With Singapore prices and sales volumes falling, some property owners faced with difficulty in paying loans could be forced into ‘fire sales’, while some developers are looking overseas amid tough competition, says a development chief
The subdued Singapore housing market could see some buyers forced into ‘fire sales’ and in a tough market some local developers are looking for opportunities overseas, says a leading developer.
Singapore’s second largest developer, City Developments Ltd (CDL), says the luxury market, in particular, remains subdued, with developers holding back from putting new projects on the market.
Prices are subdued, residential rents are falling, but land prices are escalating and some local developers are now looking at foreign opportunities, says City Developments Executive chairman, Kwek Leng Beng.
His comments came as CDL announced its third quarter results, posting net earnings of S$127.21million for the third quarter, up 4.7% year-on-year with a rise in revenue of 58.3% to S$1.32billion.
Kwek Leng Beng says, “Residential property prices in Singapore have yet to stabilise and there are no signs of any rebound.
“Prices are expected to remain subdued across all residential market segments, as the regulatory environment remains challenging. In the short run, the various Government cooling measures, especially the total debt service ratio (TDSR) framework and additional buyer stamp duty (ABSD), will continue to weigh heavily on the market, impacting both sales volumes and prices of residential units.”
The high-end market has been hit hard, with prices still below its peak of 2008, he says. “While there has been increased recent interest in this segment, transaction activity remains slow. This has led to a pullback of new residential property launches in the market. Residential sales volume is likely to remain subdued.
“Due to constrained finances, affordability is a key concern amongst buyers. The market will continue to be price sensitive and favour the trend towards smaller unit format, which ensures affordability to meet buyers’ demands. However, these shoebox units are limited as the Government had issued new rules to cap its supply since 2012.”
Average residential rents are declining, coupled with a weak secondary market and things could get worse and some borrowers who cannot service their debt may be faced into ‘fire sales’, he warns.
“From the Group’s experience, having gone through many property cycles, if this trend continues, with prices dipping more, some mortgage borrowers affected by lower rentals, may have difficulty servicing their loans, possibly leading to forced fire sales.”
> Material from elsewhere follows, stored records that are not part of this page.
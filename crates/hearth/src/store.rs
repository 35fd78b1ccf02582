//! String key-value preference storage.
//!
//! Backends implement the fallible [`PreferenceStore::read`] and
//! [`PreferenceStore::write`]. Callers use the provided
//! [`PreferenceStore::load`] and [`PreferenceStore::save`], which are best
//! effort: failures are logged and reported as `None`/`false`, never as
//! errors. A failed save leaves the preference session-only.

use std::collections::{BTreeMap, HashMap};
use std::ffi::OsString;
use std::fs;
use std::io;
use std::path::{Path, PathBuf};

use tracing::{debug, warn};

use crate::error::StoreError;

/// Storage backend for persisted preferences.
pub trait PreferenceStore {
    /// Reads a value. `Ok(None)` means the key is absent.
    fn read(&self, key: &str) -> Result<Option<String>, StoreError>;

    /// Writes a value, replacing any previous one.
    fn write(&mut self, key: &str, value: &str) -> Result<(), StoreError>;

    /// Best-effort read. Backend errors are logged and treated as absence.
    fn load(&self, key: &str) -> Option<String> {
        match self.read(key) {
            Ok(value) => value,
            Err(e) => {
                warn!(key, error = %e, "could not load preference");
                None
            }
        }
    }

    /// Best-effort write. Returns `false` if the value was not persisted.
    fn save(&mut self, key: &str, value: &str) -> bool {
        match self.write(key, value) {
            Ok(()) => true,
            Err(e) => {
                warn!(key, error = %e, "could not save preference; keeping it for this session only");
                false
            }
        }
    }
}

impl<S: PreferenceStore + ?Sized> PreferenceStore for Box<S> {
    fn read(&self, key: &str) -> Result<Option<String>, StoreError> {
        (**self).read(key)
    }

    fn write(&mut self, key: &str, value: &str) -> Result<(), StoreError> {
        (**self).write(key, value)
    }
}

/// In-memory store, optionally limited to a byte quota.
///
/// The quota counts the bytes of every key and value, like browser local
/// storage does.
#[derive(Debug, Clone, Default)]
pub struct MemoryStore {
    entries: HashMap<String, String>,
    quota: Option<usize>,
}

impl MemoryStore {
    pub fn new() -> Self {
        Self::default()
    }

    /// Creates a store that refuses writes growing it past `bytes`.
    pub fn with_quota(bytes: usize) -> Self {
        Self {
            entries: HashMap::new(),
            quota: Some(bytes),
        }
    }

    /// Seeds an entry, bypassing the quota.
    pub fn with_entry(mut self, key: &str, value: &str) -> Self {
        self.entries.insert(key.to_string(), value.to_string());
        self
    }

    pub fn len(&self) -> usize {
        self.entries.len()
    }

    pub fn is_empty(&self) -> bool {
        self.entries.is_empty()
    }

    fn used_bytes_without(&self, key: &str) -> usize {
        self.entries
            .iter()
            .filter(|(k, _)| k.as_str() != key)
            .map(|(k, v)| k.len() + v.len())
            .sum()
    }
}

impl PreferenceStore for MemoryStore {
    fn read(&self, key: &str) -> Result<Option<String>, StoreError> {
        Ok(self.entries.get(key).cloned())
    }

    fn write(&mut self, key: &str, value: &str) -> Result<(), StoreError> {
        if let Some(quota) = self.quota {
            let needed = self.used_bytes_without(key) + key.len() + value.len();
            if needed > quota {
                return Err(StoreError::QuotaExceeded {
                    key: key.to_string(),
                    quota,
                    needed,
                });
            }
        }
        self.entries.insert(key.to_string(), value.to_string());
        Ok(())
    }
}

/// Store backed by a JSON object file.
///
/// The file is read once when the store is opened and replaced on every
/// write by renaming a freshly written sibling over it. A missing file is an empty store; so is a malformed one, after a
/// warning.
#[derive(Debug)]
pub struct FileStore {
    path: PathBuf,
    entries: BTreeMap<String, String>,
}

impl FileStore {
    pub fn open(path: impl Into<PathBuf>) -> Self {
        let path = path.into();
        let entries = match Self::read_entries(&path) {
            Ok(entries) => entries,
            Err(e) => {
                warn!(path = %path.display(), error = %e, "ignoring unreadable preference file");
                BTreeMap::new()
            }
        };
        debug!(path = %path.display(), entries = entries.len(), "opened preference file");
        Self { path, entries }
    }

    pub fn path(&self) -> &Path {
        &self.path
    }

    fn read_entries(path: &Path) -> Result<BTreeMap<String, String>, StoreError> {
        let text = match fs::read_to_string(path) {
            Ok(text) => text,
            Err(e) if e.kind() == io::ErrorKind::NotFound => return Ok(BTreeMap::new()),
            Err(source) => {
                return Err(StoreError::Io {
                    path: path.to_path_buf(),
                    source,
                })
            }
        };
        if text.trim().is_empty() {
            return Ok(BTreeMap::new());
        }
        Ok(serde_json::from_str(&text)?)
    }

    /// Sibling file new contents are written to and then renamed over the
    /// store. An interrupted write leaves the store intact.
    fn staging_path(&self) -> PathBuf {
        let mut name = self.path.file_name().map(OsString::from).unwrap_or_default();
        name.push(".tmp");
        self.path.with_file_name(name)
    }

    fn flush(&self, entries: &BTreeMap<String, String>) -> Result<(), StoreError> {
        let json = serde_json::to_string_pretty(entries)?;
        let staging = self.staging_path();

        fs::write(&staging, json).map_err(|source| StoreError::Io {
            path: staging.clone(),
            source,
        })?;
        if let Err(source) = fs::rename(&staging, &self.path) {
            if let Err(e) = fs::remove_file(&staging) {
                debug!(path = %staging.display(), error = %e, "could not remove staging file");
            }
            return Err(StoreError::Io {
                path: self.path.clone(),
                source,
            });
        }
        Ok(())
    }
}

impl PreferenceStore for FileStore {
    fn read(&self, key: &str) -> Result<Option<String>, StoreError> {
        Ok(self.entries.get(key).cloned())
    }

    fn write(&mut self, key: &str, value: &str) -> Result<(), StoreError> {
        let mut next = self.entries.clone();
        next.insert(key.to_string(), value.to_string());
        self.flush(&next)?;
        self.entries = next;
        Ok(())
    }
}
However, there are still opportunities for investors, including those from overseas, he points out.
“Savvy investors who believe in Singapore’s prospects will continue to read positively into the property market with a medium to long-term perspective. New launches that are priced carefully will continue to sell, as buyers only need to make progressive payments based on stages of construction, and they are confident that the market will recover over time.
“Land prices for public Government Land Sales (GLS) tenders appear to remain relatively resilient with strong demand especially from foreign developers, particularly from China, due to the sluggish property market in their home country.”
Some developers, including foreign companies, are sacrificing margins to win contracts, resulting in some Singapore developers looking overseas for new opportunities, he says.
“Developers are also banding together in joint ventures to spread their risks in view of escalating land prices. Foreign construction companies are also tendering, sacrificing their profit margins in construction, to keep their employees and machineries occupied.
“With limited land bank and the punitive restrictions imposed by the Qualifying Certificates (QC), which makes it difficult for affected developers to buy land from the private market, competition for prime lands is still keen as developers need to restock their land bank. The Group hopes that the QC rules will be reviewed in light of the changing landscape.
“Ironically, as foreign players enter the Singapore market, local developers are seeking opportunities overseas. The Group is cautiously optimistic as it enters new markets. It will continue to maintain discipline in its strategic investment approach for land or property acquisitions in Singapore and abroad.”
Alan Cheong, Senior Director Research & Consultancy of Savills, Singapore, says there is a ‘transactional famine’ – although the market may not dip as low as some fear.
“Homebuyers are waiting and watching because they think prices will decline further.” The Singapore economy continues to face headwinds from the lacklustre global economy, geopolitical risks both in Asia and Europe, as well as its own restructuring efforts.
In the latest Singapore residential sales briefing, he says, “The private property market is expected to remain sluggish as a result of these factors acting in tandem with the cooling measures and TDSR.
“With the price indices falling at a snail’s pace, the market fear is that the prevailing cooling measures may continue to be in force for an extended period. Even as the decline in prices slows, the transactional famine is expected to persist.
“On the other hand, given the lag in sales transactions, the cash reserves of potential buyers are slowly building up from each salary cheque received, plus bonuses and salary rises earned.
“This potentially bright spark could mean that for 2015, although transaction volumes may be lower than pre-TDSR, it may not be as tepid as many are presently expecting.”